Amanda, 41, was only five years younger than Norton. She was a mother of three, a “calm, polite woman” who did her best to overcome addiction.

“No matter how hard she tried, the relapse would come,” said Norton. “She had demons. You never know what’s going on in a person’s life, you never know what pushed them to end up where they did. But I know she tried.

Trish Norton
Christopher Curtis

“Her last relapse, when I saw her back on the streets again, it was hard. Part of you thinks she’ll pull through, she’ll beat it, she’ll go back to her brother’s. But you also have to detach yourself from it a little bit.

“When I found out, I felt the emotions creeping up, I wanted to cry. You can’t be blubbering when you’re reaching out and telling her loved ones. You can’t break down when her friends come to you to grieve. So you just live in this unusual space, you’re grieving but you’re not really grieving.”

Just as Norton appeared to let her guard down, someone at the door began screaming, lashing out over Amanda’s death. Norton raised her finger at him and locked eyes with the man for what seemed like 30 seconds. He walked away calmly.

‘It’s not normal’

If the crisis has overwhelmingly affected Indigenous people, it’s also true that relief has come from people like Norton and other members of her community.

After an Innu man was found frozen to death on Parc Ave. earlier this month, Quebec’s government promised it would come up with a solution to help keep the homeless warm in Cabot Square.

Indigenous Affairs Minister Ian Lafrenière announced last week that he’d have a warming centre up by Jan. 22. The deadline passed and, six days later, still no solution from Quebec.

Lafrenière’s press attaché did not return a text message sent Tuesday by Ricochet.

But where the province has been slow to take action, Mohawks on the South Shore stepped up with a solution. Business owners Mary and Barton Goodleaf donated $25,000 to rent and operate a heated tent for those struggling on the streets of west downtown Montreal.
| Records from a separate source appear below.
use std::collections::BTreeMap;

/// Named string fields of an input form, the way a browser hands them over.
#[derive(Clone, Debug, Default, PartialEq, Eq)]
pub struct Form {
    fields: BTreeMap<String, String>,
}

impl Form {
    pub fn new() -> Self {
        Self::default()
    }

    pub fn with(mut self, name: &str, value: impl Into<String>) -> Self {
        self.set(name, value);
        self
    }

    pub fn set(&mut self, name: &str, value: impl Into<String>) {
        self.fields.insert(name.to_string(), value.into());
    }

    /// The field's value, or an empty string when it was never filled.
    pub fn get(&self, name: &str) -> &str {
        self.fields.get(name).map(String::as_str).unwrap_or("")
    }

    pub fn reset(&mut self) {
        self.fields.clear();
    }

    pub fn is_blank(&self, name: &str) -> bool {
        self.get(name).trim().is_empty()
    }

    pub fn int(&self, name: &str) -> Option<i64> {
        parse_int(self.get(name))
    }

    pub fn float(&self, name: &str) -> Option<f64> {
        parse_float(self.get(name))
    }
}

/// Integer coercion with `parseInt` rules: leading whitespace is skipped and
/// the longest run of digits (with an optional sign) is used.
pub fn parse_int(raw: &str) -> Option<i64> {
    let s = raw.trim_start();
    let (sign, rest) = split_sign(s);
    let digits: String = rest.chars().take_while(|c| c.is_ascii_digit()).collect();
    if digits.is_empty() {
        return None;
    }
    digits.parse::<i64>().ok().map(|value| sign * value)
}

/// Float coercion with `parseFloat` rules: the longest numeric prefix wins.
pub fn parse_float(raw: &str) -> Option<f64> {
    let s = raw.trim_start();
    let bytes = s.as_bytes();
    let mut end = 0;

    if matches!(bytes.first(), Some(b'+') | Some(b'-')) {
        end += 1;
    }
    let int_start = end;
    while end < bytes.len() && bytes[end].is_ascii_digit() {
        end += 1;
    }
    let mut mantissa_digits = end - int_start;

    if end < bytes.len() && bytes[end] == b'.' {
        let frac_start = end + 1;
        let mut frac_end = frac_start;
        while frac_end < bytes.len() && bytes[frac_end].is_ascii_digit() {
            frac_end += 1;
        }
        mantissa_digits += frac_end - frac_start;
        if mantissa_digits > 0 {
            end = frac_end;
        }
    }
    if mantissa_digits == 0 {
        return None;
    }

    if end < bytes.len() && matches!(bytes[end], b'e' | b'E') {
        let mut exp_end = end + 1;
        if exp_end < bytes.len() && matches!(bytes[exp_end], b'+' | b'-') {
            exp_end += 1;
        }
        let exp_digits_start = exp_end;
        while exp_end < bytes.len() && bytes[exp_end].is_ascii_digit() {
            exp_end += 1;
        }
        if exp_end > exp_digits_start {
            end = exp_end;
        }
    }

    s[..end].parse::<f64>().ok()
}

fn split_sign(s: &str) -> (i64, &str) {
    if let Some(rest) = s.strip_prefix('-') {
        (-1, rest)
    } else if let Some(rest) = s.strip_prefix('+') {
        (1, rest)
    } else {
        (1, s)
    }
}
use chrono::{NaiveDate, NaiveDateTime};
use serde::{Deserialize, Deserializer, Serialize};

#[derive(Serialize, Deserialize, Debug, Clone, PartialEq)]
pub struct Medicine {
    #[serde(rename = "medicine_id")]
    pub id: i64,
    #[serde(rename = "medicine_name")]
    pub name: String,
    pub batch_number: String,
    #[serde(deserialize_with = "integer")]
    pub quantity_available: i64,
    #[serde(deserialize_with = "decimal")]
    pub unit_price: f64,
    pub expiry_date: NaiveDate,
    #[serde(default)]
    pub date_of_purchase: Option<NaiveDate>,
    #[serde(default)]
    pub manufacturer: Option<String>,
    #[serde(default)]
    pub category: Option<String>,
    #[serde(default)]
    pub description: Option<String>,
    #[serde(default)]
    pub created_by_name: Option<String>,
}

/// Body of `POST /api/medicines` and `PUT /api/medicines/:id`.
#[derive(Serialize, Debug, Clone, PartialEq)]
pub struct MedicineInput {
    pub medicine_name: String,
    pub batch_number: String,
    pub expiry_date: String,
    pub date_of_purchase: String,
    pub quantity_available: i64,
    pub unit_price: f64,
    pub manufacturer: String,
    pub category: String,
    pub description: String,
}

/// Row of `GET /api/medicines/available`: in stock and not expired.
#[derive(Serialize, Deserialize, Debug, Clone, PartialEq)]
pub struct AvailableMedicine {
    #[serde(rename = "medicine_id")]
    pub id: i64,
    #[serde(rename = "medicine_name")]
    pub name: String,
    #[serde(default)]
    pub batch_number: Option<String>,
    #[serde(deserialize_with = "integer")]
    pub quantity_available: i64,
    #[serde(deserialize_with = "decimal")]
    pub unit_price: f64,
}

#[derive(Serialize, Deserialize, Debug, Clone, PartialEq)]
pub struct Sale {
    #[serde(rename = "sale_id")]
    pub id: i64,
    #[serde(default)]
    pub medicine_id: Option<i64>,
    #[serde(default)]
    pub medicine_name: Option<String>,
    #[serde(default)]
    pub batch_number: Option<String>,
    #[serde(deserialize_with = "integer")]
    pub quantity_sold: i64,
    #[serde(deserialize_with = "decimal")]
    pub total_amount: f64,
    #[serde(default)]
    pub customer_name: Option<String>,
    #[serde(default)]
    pub customer_phone: Option<String>,
    #[serde(default)]
    pub doctor_name: Option<String>,
    #[serde(default)]
    pub doctor_phone: Option<String>,
    #[serde(default)]
    pub prescription_photo_url: Option<String>,
    #[serde(default)]
    pub sale_date: Option<NaiveDateTime>,
    #[serde(default)]
    pub sold_by_name: Option<String>,
    #[serde(default)]
    pub status: Option<String>,
}

/// Body of `POST /api/sales`.
#[derive(Serialize, Debug, Clone, PartialEq)]
pub struct SaleInput {
    pub medicine_id: i64,
    pub quantity_sold: i64,
    pub doctor_name: String,
    pub doctor_phone: String,
    pub prescription_photo_url: String,
    pub customer_name: String,
    pub customer_phone: String,
    #[serde(skip_serializing_if = "Option::is_none")]
    pub sold_by: Option<i64>,
}

#[derive(Clone, Copy, Debug, PartialEq, Eq, Serialize, Deserialize)]
#[serde(rename_all = "lowercase")]
pub enum UserType {
    Admin,
    Staff,
}

/// Body of `POST /api/login`.
#[derive(Serialize, Debug, Clone, PartialEq)]
pub struct LoginRequest {
    pub username: String,
    pub password: String,
    pub user_type: UserType,
}

#[derive(Serialize, Deserialize, Debug, Clone, PartialEq)]
pub struct LoginUser {
    pub id: i64,
    pub username: String,
    pub full_name: String,
    #[serde(default)]
    pub email: Option<String>,
    #[serde(rename = "type")]
    pub user_type: UserType,
}

#[derive(Deserialize, Debug)]
pub(crate) struct LoginEnvelope {
    pub user: LoginUser,
}

#[derive(Serialize, Deserialize, Debug, Clone, PartialEq)]
pub struct Staff {
    pub staff_id: i64,
    pub full_name: String,
    #[serde(default)]
    pub username: Option<String>,
    #[serde(default)]
    pub email: Option<String>,
    #[serde(default)]
    pub position: Option<String>,
}

#[derive(Serialize, Deserialize, Debug, Clone, Default, PartialEq)]
pub struct DashboardStats {
    #[serde(deserialize_with = "integer")]
    pub total_medicines: i64,
    #[serde(deserialize_with = "integer")]
    pub low_stock: i64,
    #[serde(deserialize_with = "integer")]
    pub expiring_soon: i64,
    #[serde(deserialize_with = "integer")]
    pub sales_today: i64,
    #[serde(deserialize_with = "decimal")]
    pub revenue_today: f64,
}

/// Generic `{success, message}` acknowledgement returned by writes.
#[derive(Serialize, Deserialize, Debug, Clone, Default, PartialEq)]
pub struct Ack {
    #[serde(default)]
    pub success: bool,
    #[serde(default)]
    pub message: Option<String>,
    #[serde(default)]
    pub sale_id: Option<i64>,
}

#[derive(Debug, Clone, PartialEq)]
pub struct PrescriptionFile {
    pub file_name: String,
    pub content_type: String,
    pub bytes: Vec<u8>,
}

#[derive(Serialize, Deserialize, Debug, Clone, PartialEq)]
pub struct UploadedFile {
    pub file_url: String,
    #[serde(default)]
    pub drive_url: Option<String>,
}

#[derive(Clone, Copy, Debug, PartialEq, Eq)]
pub enum ReceiptChannel {
    WhatsApp,
    Twilio,
}

#[derive(Serialize, Deserialize, Debug, Clone, Default, PartialEq)]
pub struct ReceiptResult {
    #[serde(default)]
    pub success: bool,
    #[serde(default)]
    pub message: Option<String>,
}

/// Body of `POST /api/create-razorpay-order`; `amount` is in paise.
#[derive(Serialize, Debug, Clone, PartialEq)]
pub struct PaymentOrderRequest {
    pub amount: u64,
    pub currency: String,
    #[serde(skip_serializing_if = "Option::is_none")]
    pub receipt: Option<String>,
    pub notes: serde_json::Value,
}

#[derive(Serialize, Deserialize, Debug, Clone, PartialEq)]
pub struct PaymentOrder {
    pub id: String,
    pub amount: u64,
    pub currency: String,
    #[serde(default)]
    pub key_id: Option<String>,
}

#[derive(Serialize, Debug, Clone, PartialEq)]
pub struct PaymentVerification {
    pub payment_id: String,
    pub order_id: String,
    pub signature: String,
    pub form_data: SaleInput,
}

#[derive(Serialize, Deserialize, Debug, Clone, Default, PartialEq)]
pub struct PaymentVerificationResult {
    #[serde(default)]
    pub success: bool,
    #[serde(default)]
    pub sale_id: Option<i64>,
    #[serde(default)]
    pub payment_id: Option<String>,
    #[serde(default)]
    pub message: Option<String>,
}

#[derive(Serialize, Debug, Clone, PartialEq)]
pub struct ChatRequest {
    pub message: String,
}

#[derive(Serialize, Deserialize, Debug, Clone, PartialEq)]
pub struct ChatReply {
    pub response: String,
    #[serde(default)]
    pub medicine_info: Option<MedicineInfo>,
    #[serde(default)]
    pub timestamp: Option<String>,
}

#[derive(Serialize, Deserialize, Debug, Clone, Default, PartialEq)]
pub struct Dosage {
    #[serde(default)]
    pub adults: Option<String>,
    #[serde(default)]
    pub children: Option<String>,
}

/// Structured medicine facts attached to a chatbot reply. Every field is
/// optional; the service sends whatever it found.
#[derive(Serialize, Deserialize, Debug, Clone, Default, PartialEq)]
pub struct MedicineInfo {
    #[serde(default)]
    pub generic_name: Option<String>,
    #[serde(default)]
    pub brand_names: Vec<String>,
    #[serde(default)]
    pub uses: Vec<String>,
    #[serde(default)]
    pub dosage: Option<Dosage>,
    #[serde(default)]
    pub side_effects: Vec<String>,
    #[serde(default)]
    pub warnings: Vec<String>,
}

#[derive(Serialize, Deserialize, Debug, Clone, PartialEq)]
pub struct ChatHistoryEntry {
    #[serde(default)]
    pub timestamp: Option<String>,
    pub user_message: String,
    pub bot_response: String,
    #[serde(default)]
    pub medicine_info: Option<MedicineInfo>,
}

#[derive(Deserialize, Debug)]
pub(crate) struct MedicinesEnvelope<T> {
    pub medicines: Vec<T>,
}

#[derive(Deserialize, Debug)]
pub(crate) struct SalesEnvelope {
    pub sales: Vec<Sale>,
}

#[derive(Deserialize, Debug)]
pub(crate) struct StaffEnvelope {
    pub staff: Staff,
}

#[derive(Deserialize, Debug)]
pub(crate) struct HistoryEnvelope {
    #[serde(default)]
    pub history: Vec<ChatHistoryEntry>,
}

#[derive(Deserialize, Debug)]
pub(crate) struct ErrorBody {
    #[serde(default)]
    pub error: Option<String>,
}

#[derive(Deserialize)]
#[serde(untagged)]
enum NumberOrString {
    Int(i64),
    Float(f64),
    Text(String),
}

// The API serialises SQL DECIMAL columns as strings, so money arrives as
// either `3.5` or `"3.50"`.
fn decimal<'de, D>(deserializer: D) -> Result<f64, D::Error>
where
    D: Deserializer<'de>,
{
    match NumberOrString::deserialize(deserializer)? {
        NumberOrString::Int(value) => Ok(value as f64),
        NumberOrString::Float(value) => Ok(value),
        NumberOrString::Text(text) => text.trim().parse().map_err(serde::de::Error::custom),
    }
}

fn integer<'de, D>(deserializer: D) -> Result<i64, D::Error>
where
    D: Deserializer<'de>,
{
    match NumberOrString::deserialize(deserializer)? {
        NumberOrString::Int(value) => Ok(value),
        NumberOrString::Float(value) if value.fract() == 0.0 => Ok(value as i64),
        NumberOrString::Float(value) => Err(serde::de::Error::custom(format!(
            "expected an integer, got {value}"
        ))),
        NumberOrString::Text(text) => text.trim().parse().map_err(serde::de::Error::custom),
    }
}

#[cfg(test)]
mod tests {
    use super::*;
    use serde_json::json;

    #[test]
    fn medicine_accepts_decimal_strings() {
        let medicine: Medicine = serde_json::from_value(json!({
            "medicine_id": 7,
            "medicine_name": "Omeprazole",
            "batch_number": "OM-2207",
            "quantity_available": 45,
            "unit_price": "12.50",
            "expiry_date": "2025-07-31",
            "date_of_purchase": null,
            "manufacturer": null,
            "created_at": "2024-01-01T10:00:00"
        }))
        .unwrap();

        assert_eq!(medicine.id, 7);
        assert_eq!(medicine.unit_price, 12.5);
        assert_eq!(medicine.manufacturer, None);
        assert_eq!(medicine.category, None);
    }

    #[test]
    fn medicine_input_serialises_numbers() {
        let input = MedicineInput {
            medicine_name: "Aspirin".into(),
            batch_number: "AS-1".into(),
            expiry_date: "2026-01-01".into(),
            date_of_purchase: "2025-01-01".into(),
            quantity_available: 12,
            unit_price: 3.5,
            manufacturer: String::new(),
            category: String::new(),
            description: String::new(),
        };
        let value = serde_json::to_value(&input).unwrap();
        assert_eq!(value["quantity_available"], json!(12));
        assert_eq!(value["unit_price"], json!(3.5));
    }

    #[test]
    fn sale_input_omits_missing_staff() {
        let input = SaleInput {
            medicine_id: 1,
            quantity_sold: 2,
            doctor_name: String::new(),
            doctor_phone: String::new(),
            prescription_photo_url: String::new(),
            customer_name: String::new(),
            customer_phone: String::new(),
            sold_by: None,
        };
        let value = serde_json::to_value(&input).unwrap();
        assert!(value.get("sold_by").is_none());
    }

    #[test]
    fn sparse_medicine_info() {
        let info: MedicineInfo =
            serde_json::from_value(json!({"name": "xyz", "sources": ["FDA"], "brand_names": ["A"]}))
                .unwrap();
        assert_eq!(info.generic_name, None);
        assert_eq!(info.brand_names, vec!["A".to_string()]);
        assert!(info.uses.is_empty());
    }

    #[test]
    fn integer_rejects_fractions() {
        let result: Result<DashboardStats, _> = serde_json::from_value(json!({
            "total_medicines": 1.5,
            "low_stock": 0,
            "expiring_soon": 0,
            "sales_today": 0,
            "revenue_today": 0
        }));
        assert!(result.is_err());
    }
}
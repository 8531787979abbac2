//! Client layer of the MEDicos pharmacy desk: dashboard controllers, the
//! assistant chat widget and page decoration, driven against the pharmacy
//! HTTP API.

pub mod api;
pub mod chatbot;
pub mod config;
pub mod dashboard;
pub mod executor;
pub mod i18n;
pub mod init;
pub mod notify;
pub mod services;
pub mod ui;
pub mod utils;
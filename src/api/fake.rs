//! In-memory stand-in for the remote services, used by controller tests.

use std::collections::{HashMap, VecDeque};
use std::sync::Mutex;

use async_trait::async_trait;
use chrono::NaiveDate;
use reqwest::StatusCode;

use super::models::{
    Ack, AvailableMedicine, ChatHistoryEntry, ChatReply, DashboardStats, LoginRequest, LoginUser,
    Medicine, MedicineInput, PaymentOrder, PaymentOrderRequest, PaymentVerification,
    PaymentVerificationResult, PrescriptionFile, ReceiptChannel, ReceiptResult, Sale, SaleInput,
    Staff, UploadedFile,
};
use super::{ApiError, ChatApi, PharmacyApi};

#[derive(Default)]
pub struct FakeApi {
    pub calls: Mutex<Vec<String>>,
    pub failures: Mutex<HashMap<&'static str, ApiError>>,
    pub stats: Mutex<DashboardStats>,
    pub medicines: Mutex<Vec<Medicine>>,
    pub available: Mutex<Vec<AvailableMedicine>>,
    pub sales: Mutex<Vec<Sale>>,
    pub staff: Mutex<Option<Staff>>,
    pub created_medicines: Mutex<Vec<MedicineInput>>,
    pub updated_medicines: Mutex<Vec<(i64, MedicineInput)>>,
    pub deleted_medicines: Mutex<Vec<i64>>,
    pub created_sales: Mutex<Vec<SaleInput>>,
    pub uploads: Mutex<Vec<PrescriptionFile>>,
    pub chat_replies: Mutex<VecDeque<Result<ChatReply, ApiError>>>,
    pub chat_messages: Mutex<Vec<String>>,
    pub history: Mutex<Vec<ChatHistoryEntry>>,
}

impl FakeApi {
    pub fn new() -> Self {
        Self::default()
    }

    pub fn fail(&self, call: &'static str, error: ApiError) {
        self.failures.lock().unwrap().insert(call, error);
    }

    pub fn calls(&self) -> Vec<String> {
        self.calls.lock().unwrap().clone()
    }

    pub fn count(&self, call: &str) -> usize {
        self.calls.lock().unwrap().iter().filter(|c| *c == call).count()
    }

    fn record(&self, call: &'static str) -> Result<(), ApiError> {
        self.calls.lock().unwrap().push(call.to_string());
        match self.failures.lock().unwrap().get(call) {
            Some(error) => Err(error.clone()),
            None => Ok(()),
        }
    }
}

pub fn server_error(status: u16, message: Option<&str>) -> ApiError {
    ApiError::Server {
        status: StatusCode::from_u16(status).unwrap(),
        message: message.map(str::to_string),
    }
}

pub fn transport_error() -> ApiError {
    ApiError::Transport("connection refused".to_string())
}

pub fn medicine(id: i64, name: &str, quantity: i64, expiry: NaiveDate) -> Medicine {
    Medicine {
        id,
        name: name.to_string(),
        batch_number: format!("B-{id:03}"),
        quantity_available: quantity,
        unit_price: 2.5,
        expiry_date: expiry,
        date_of_purchase: None,
        manufacturer: None,
        category: Some("Pain Relief".to_string()),
        description: None,
        created_by_name: None,
    }
}

#[async_trait]
impl PharmacyApi for FakeApi {
    async fn login(&self, request: &LoginRequest) -> Result<LoginUser, ApiError> {
        self.record("login")?;
        Ok(LoginUser {
            id: 1,
            username: request.username.clone(),
            full_name: request.username.clone(),
            email: None,
            user_type: request.user_type,
        })
    }

    async fn logout(&self) -> Result<(), ApiError> {
        self.record("logout")
    }

    async fn current_staff(&self) -> Result<Staff, ApiError> {
        self.record("current_staff")?;
        self.staff
            .lock()
            .unwrap()
            .clone()
            .ok_or_else(|| server_error(401, Some("Not logged in as staff")))
    }

    async fn dashboard_stats(&self) -> Result<DashboardStats, ApiError> {
        self.record("dashboard_stats")?;
        Ok(self.stats.lock().unwrap().clone())
    }

    async fn list_medicines(&self) -> Result<Vec<Medicine>, ApiError> {
        self.record("list_medicines")?;
        Ok(self.medicines.lock().unwrap().clone())
    }

    async fn get_medicine(&self, id: i64) -> Result<Medicine, ApiError> {
        self.record("get_medicine")?;
        self.medicines
            .lock()
            .unwrap()
            .iter()
            .find(|m| m.id == id)
            .cloned()
            .ok_or_else(|| server_error(404, Some("Medicine not found")))
    }

    async fn create_medicine(&self, input: &MedicineInput) -> Result<Ack, ApiError> {
        self.record("create_medicine")?;
        self.created_medicines.lock().unwrap().push(input.clone());
        Ok(Ack {
            success: true,
            message: Some("Medicine added successfully".to_string()),
            sale_id: None,
        })
    }

    async fn update_medicine(&self, id: i64, input: &MedicineInput) -> Result<Ack, ApiError> {
        self.record("update_medicine")?;
        self.updated_medicines
            .lock()
            .unwrap()
            .push((id, input.clone()));
        Ok(Ack {
            success: true,
            ..Ack::default()
        })
    }

    async fn delete_medicine(&self, id: i64) -> Result<Ack, ApiError> {
        self.record("delete_medicine")?;
        self.deleted_medicines.lock().unwrap().push(id);
        self.medicines.lock().unwrap().retain(|m| m.id != id);
        Ok(Ack {
            success: true,
            ..Ack::default()
        })
    }

    async fn available_medicines(&self) -> Result<Vec<AvailableMedicine>, ApiError> {
        self.record("available_medicines")?;
        Ok(self.available.lock().unwrap().clone())
    }

    async fn list_sales(&self) -> Result<Vec<Sale>, ApiError> {
        self.record("list_sales")?;
        Ok(self.sales.lock().unwrap().clone())
    }

    async fn create_sale(&self, input: &SaleInput) -> Result<Ack, ApiError> {
        self.record("create_sale")?;
        self.created_sales.lock().unwrap().push(input.clone());
        // Same body `POST /api/sales` sends: no id for the new sale.
        Ok(serde_json::from_value(serde_json::json!({
            "success": true,
            "message": "Sale recorded successfully"
        }))
        .unwrap())
    }

    async fn upload_prescription(
        &self,
        file: &PrescriptionFile,
    ) -> Result<UploadedFile, ApiError> {
        self.record("upload_prescription")?;
        self.uploads.lock().unwrap().push(file.clone());
        Ok(UploadedFile {
            file_url: format!("http://localhost:5000/uploads/{}", file.file_name),
            drive_url: None,
        })
    }

    async fn send_receipt(
        &self,
        sale_id: i64,
        channel: ReceiptChannel,
    ) -> Result<ReceiptResult, ApiError> {
        self.record(match channel {
            ReceiptChannel::WhatsApp => "send_receipt",
            ReceiptChannel::Twilio => "send_receipt_twilio",
        })?;
        Ok(ReceiptResult {
            success: true,
            message: Some(format!("Receipt for sale {sale_id} sent")),
        })
    }

    async fn create_payment_order(
        &self,
        request: &PaymentOrderRequest,
    ) -> Result<PaymentOrder, ApiError> {
        self.record("create_payment_order")?;
        Ok(PaymentOrder {
            id: "order_test".to_string(),
            amount: request.amount,
            currency: request.currency.clone(),
            key_id: Some("rzp_test".to_string()),
        })
    }

    async fn verify_payment(
        &self,
        request: &PaymentVerification,
    ) -> Result<PaymentVerificationResult, ApiError> {
        self.record("verify_payment")?;
        Ok(PaymentVerificationResult {
            success: true,
            sale_id: Some(101),
            payment_id: Some(request.payment_id.clone()),
            message: Some("Payment verified and sale recorded successfully".to_string()),
        })
    }
}

#[async_trait]
impl ChatApi for FakeApi {
    async fn send_message(&self, message: &str) -> Result<ChatReply, ApiError> {
        self.record("chat")?;
        self.chat_messages.lock().unwrap().push(message.to_string());
        self.chat_replies
            .lock()
            .unwrap()
            .pop_front()
            .unwrap_or_else(|| {
                Ok(ChatReply {
                    response: format!("You said: {message}"),
                    medicine_info: None,
                    timestamp: None,
                })
            })
    }

    async fn history(&self) -> Result<Vec<ChatHistoryEntry>, ApiError> {
        self.record("chat_history")?;
        Ok(self.history.lock().unwrap().clone())
    }
}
Another Kahnawake family put up $5,000 for the same cause.

“We are neighbours and, where I’m from, that means something,” said Mary Goodleaf, whose family owns the Host Hotel in Kahnawake. “It’s not normal that people should die on the streets in a country as rich as Canada.

“We aren’t Canadians, we are Mohawks. But we’re neighbours too. And yes our people are hurting and way too many of our people are on the streets. But your people are out there too, and we want to help everyone that’s suffering.”